Lundi 28 septembre 1812
Lettre d’Alphonsine Delaroche (Paris) à son mari André Marie Constant Duméril (Laon)
N° 215 H
Paris 28 Septembre 1812
La matinée d’hier s’est trouvée divisée de manière que me voyant très peu de temps pour écrire j’ai mieux aimé renvoyer à aujourd’hui mon bon ami pour te remercier de ta lettre du 24. Je t’ai écris le matin du jour où je l’ai reçue, mais mon épître sera arrivée quelques heures après ton départ et tu ne l’auras reçue qu’hier à ton arrivée à Laon. J’espère que ton petit voyage d’Amiens dans cette ville se sera fait des plus heureusement ; Tu vas te trouver un peu tristement après avoir été si fort entouré de parents et d’amis, de te trouver vis-à-vis de visages tous nouveaux pour toi. J’espère bien que tes occupations te laisseront bien suivre tes plans et que tu seras ici le 2 ou le 3 au plus tard. Tu trouveras une amie bien joyeuse de te revoir quelques moments, une amie bien tendre, et qui se persuade bien que ton cœur est à l’unisson du sien. Mes Parents[1] se réjouissent aussi beaucoup de te voir ; Maman aimerait que tu pusses coucher rue favart ; d’un autre côté nous pensons qu’il te sera peut-être plus commode de coucher à l’estrapade pour être à portée de recevoir les demandeurs qui te viennent le matin.

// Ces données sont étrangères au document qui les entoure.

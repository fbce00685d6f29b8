//! Audio dispatch for simulation sound events
//!
//! Sounds are procedurally described as tone sequences; the host supplies a
//! [`SoundSink`] that actually synthesizes them. The manager applies volume,
//! mute and per-effect rate limits so rapid fire never floods the backend.

pub use crate::sim::SoundEffect;
use crate::sim::GameEvent;

/// Oscillator shape
#[derive(Debug, Clone, Copy, PartialEq, Eq)]
pub enum Waveform {
    Sine,
    Sawtooth,
}

/// One oscillator note with a decaying gain envelope
#[derive(Debug, Clone, Copy, PartialEq)]
pub struct Tone {
    pub start_freq: f32,
    pub end_freq: f32,
    pub waveform: Waveform,
    /// Seconds
    pub duration: f32,
    /// Seconds after the effect is triggered
    pub delay: f32,
    /// Peak gain before master/sfx volume
    pub gain: f32,
}

/// Backend that turns tones into sound; must not block
pub trait SoundSink {
    fn play_tone(&mut self, tone: &Tone, volume: f32);
}

/// Tone sequence for an effect
pub fn tones(effect: SoundEffect) -> &'static [Tone] {
    const SHOOT: [Tone; 1] = [Tone {
        start_freq: 900.0,
        end_freq: 400.0,
        waveform: Waveform::Sine,
        duration: 0.08,
        delay: 0.0,
        gain: 0.06,
    }];
    const EXPLOSION: [Tone; 1] = [Tone {
        start_freq: 100.0,
        end_freq: 100.0,
        waveform: Waveform::Sawtooth,
        duration: 0.15,
        delay: 0.0,
        gain: 0.15,
    }];
    // Rising two-note chime
    const POWERUP: [Tone; 2] = [
        Tone {
            start_freq: 600.0,
            end_freq: 600.0,
            waveform: Waveform::Sine,
            duration: 0.1,
            delay: 0.0,
            gain: 0.15,
        },
        Tone {
            start_freq: 1200.0,
            end_freq: 1200.0,
            waveform: Waveform::Sine,
            duration: 0.2,
            delay: 0.1,
            gain: 0.15,
        },
    ];

    match effect {
        SoundEffect::Shoot => &SHOOT,
        SoundEffect::Explosion => &EXPLOSION,
        SoundEffect::Powerup => &POWERUP,
    }
}

/// Minimum spacing between repeats of an effect (ms)
fn min_interval_ms(effect: SoundEffect) -> f64 {
    match effect {
        SoundEffect::Shoot => 60.0,
        SoundEffect::Explosion => 80.0,
        SoundEffect::Powerup => 0.0,
    }
}

/// Audio manager for the game
#[derive(Debug, Clone)]
pub struct AudioManager {
    master_volume: f32,
    sfx_volume: f32,
    muted: bool,
    last_shoot_ms: Option<f64>,
    last_explosion_ms: Option<f64>,
}

impl Default for AudioManager {
    fn default() -> Self {
        Self::new()
    }
}

impl AudioManager {
    pub fn new() -> Self {
        Self {
            master_volume: 0.8,
            sfx_volume: 1.0,
            muted: false,
            last_shoot_ms: None,
            last_explosion_ms: None,
        }
    }

    /// Build from persisted settings
    pub fn from_settings(settings: &crate::Settings) -> Self {
        let mut audio = Self::new();
        audio.set_master_volume(settings.master_volume);
        audio.set_sfx_volume(settings.sfx_volume);
        audio.set_muted(settings.muted);
        audio
    }

    /// Set master volume (0.0 - 1.0)
    pub fn set_master_volume(&mut self, vol: f32) {
        self.master_volume = vol.clamp(0.0, 1.0);
    }

    /// Set SFX volume (0.0 - 1.0)
    pub fn set_sfx_volume(&mut self, vol: f32) {
        self.sfx_volume = vol.clamp(0.0, 1.0);
    }

    /// Mute/unmute all audio
    pub fn set_muted(&mut self, muted: bool) {
        self.muted = muted;
    }

    /// Get effective volume
    fn effective_volume(&self) -> f32 {
        if self.muted {
            0.0
        } else {
            self.master_volume * self.sfx_volume
        }
    }

    /// Play a sound effect unless it is rate limited. Returns whether it played.
    pub fn play(&mut self, effect: SoundEffect, now_ms: f64, sink: &mut dyn SoundSink) -> bool {
        let vol = self.effective_volume();
        if vol <= 0.0 {
            return false;
        }

        let last = match effect {
            SoundEffect::Shoot => Some(&mut self.last_shoot_ms),
            SoundEffect::Explosion => Some(&mut self.last_explosion_ms),
            SoundEffect::Powerup => None,
        };
        if let Some(last) = last {
            if let Some(prev) = *last {
                if now_ms - prev < min_interval_ms(effect) {
                    log::trace!("Suppressed {:?} ({:.0} ms since last)", effect, now_ms - prev);
                    return false;
                }
            }
            *last = Some(now_ms);
        }

        for tone in tones(effect) {
            sink.play_tone(tone, vol);
        }
        true
    }

    /// Route every sound event from a tick to the sink
    pub fn dispatch(&mut self, events: &[GameEvent], now_ms: f64, sink: &mut dyn SoundSink) {
        for event in events {
            if let GameEvent::Sound { effect } = event {
                self.play(*effect, now_ms, sink);
            }
        }
    }
}
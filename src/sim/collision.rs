//! Axis-aligned collision tests
//!
//! Every pair test takes a tolerance per box: positive grows the box outward,
//! negative shrinks it. The player hitbox is shrunk and hostile hitboxes are
//! grown so near misses feel fair to the player.

use glam::Vec2;

/// Axis-aligned box with a top-left origin
#[derive(Debug, Clone, Copy, PartialEq)]
pub struct Aabb {
    pub pos: Vec2,
    pub size: Vec2,
}

impl Aabb {
    pub fn new(pos: Vec2, size: Vec2) -> Self {
        Self { pos, size }
    }

    /// Grow (positive) or shrink (negative) the box on every side
    #[inline]
    pub fn inflate(&self, amount: f32) -> Self {
        Self {
            pos: self.pos - Vec2::splat(amount),
            size: self.size + Vec2::splat(amount * 2.0),
        }
    }

    #[inline]
    pub fn max(&self) -> Vec2 {
        self.pos + self.size
    }

    /// Strict overlap; touching edges do not count
    #[inline]
    pub fn overlaps(&self, other: &Aabb) -> bool {
        let a_max = self.max();
        let b_max = other.max();
        self.pos.x < b_max.x && a_max.x > other.pos.x && self.pos.y < b_max.y && a_max.y > other.pos.y
    }
}

/// Overlap test with an independent tolerance on each box
#[inline]
pub fn overlaps_with_tolerance(a: Aabb, a_tolerance: f32, b: Aabb, b_tolerance: f32) -> bool {
    a.inflate(a_tolerance).overlaps(&b.inflate(b_tolerance))
}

Ecris-moi ce que tu préféreras, et dans le cas où tu te déciderais à coucher près de nous, je ferais venir un lit de sangle et un matelas de la maison, qui se trouveraient là pour le cas ou je viendrais à accoucher hors de chez moi, mais je n’aime pas penser à cette possibilité d’être accouchée par un autre que par toi, quoique M. Deneux par sa tournure et son ton de décence m’effraya moins il me semble que ne pourrait le faire tout autre. Mes excellents Parents sont remplis d’attentions et de bonté pour moi, et pour notre fils[2]. Moi je cherche autant que je peux à leur en témoigner ma reconnaissance, et notre cher enfant s’en rend bien digne par ses petites manières agréables. Hier son bon Papa se fit un plaisir de lui procurer celui de se trouver avec d’autres enfants, et de faire un petit voyage à la campagne. Il allait dîner à la campagne Conflant chez M. Lemarcis et me proposa de mener Constant avec lui, paraissant se faire assez de plaisir lui-même d’avoir ce petit compagnon. Nous le fîmes donc aussi propre et aussi gentil que nous pûmes. Il était frais comme la rose et partit comme un grand garçon avec son grand bon papa. Il parait que la conversation ne tarit pas en allant, qu’il fut sage et très bien reçu, il s’endormit en revenant et nous a raconté ce matin comment s’est passé son temps et les remarques qu’il a faites.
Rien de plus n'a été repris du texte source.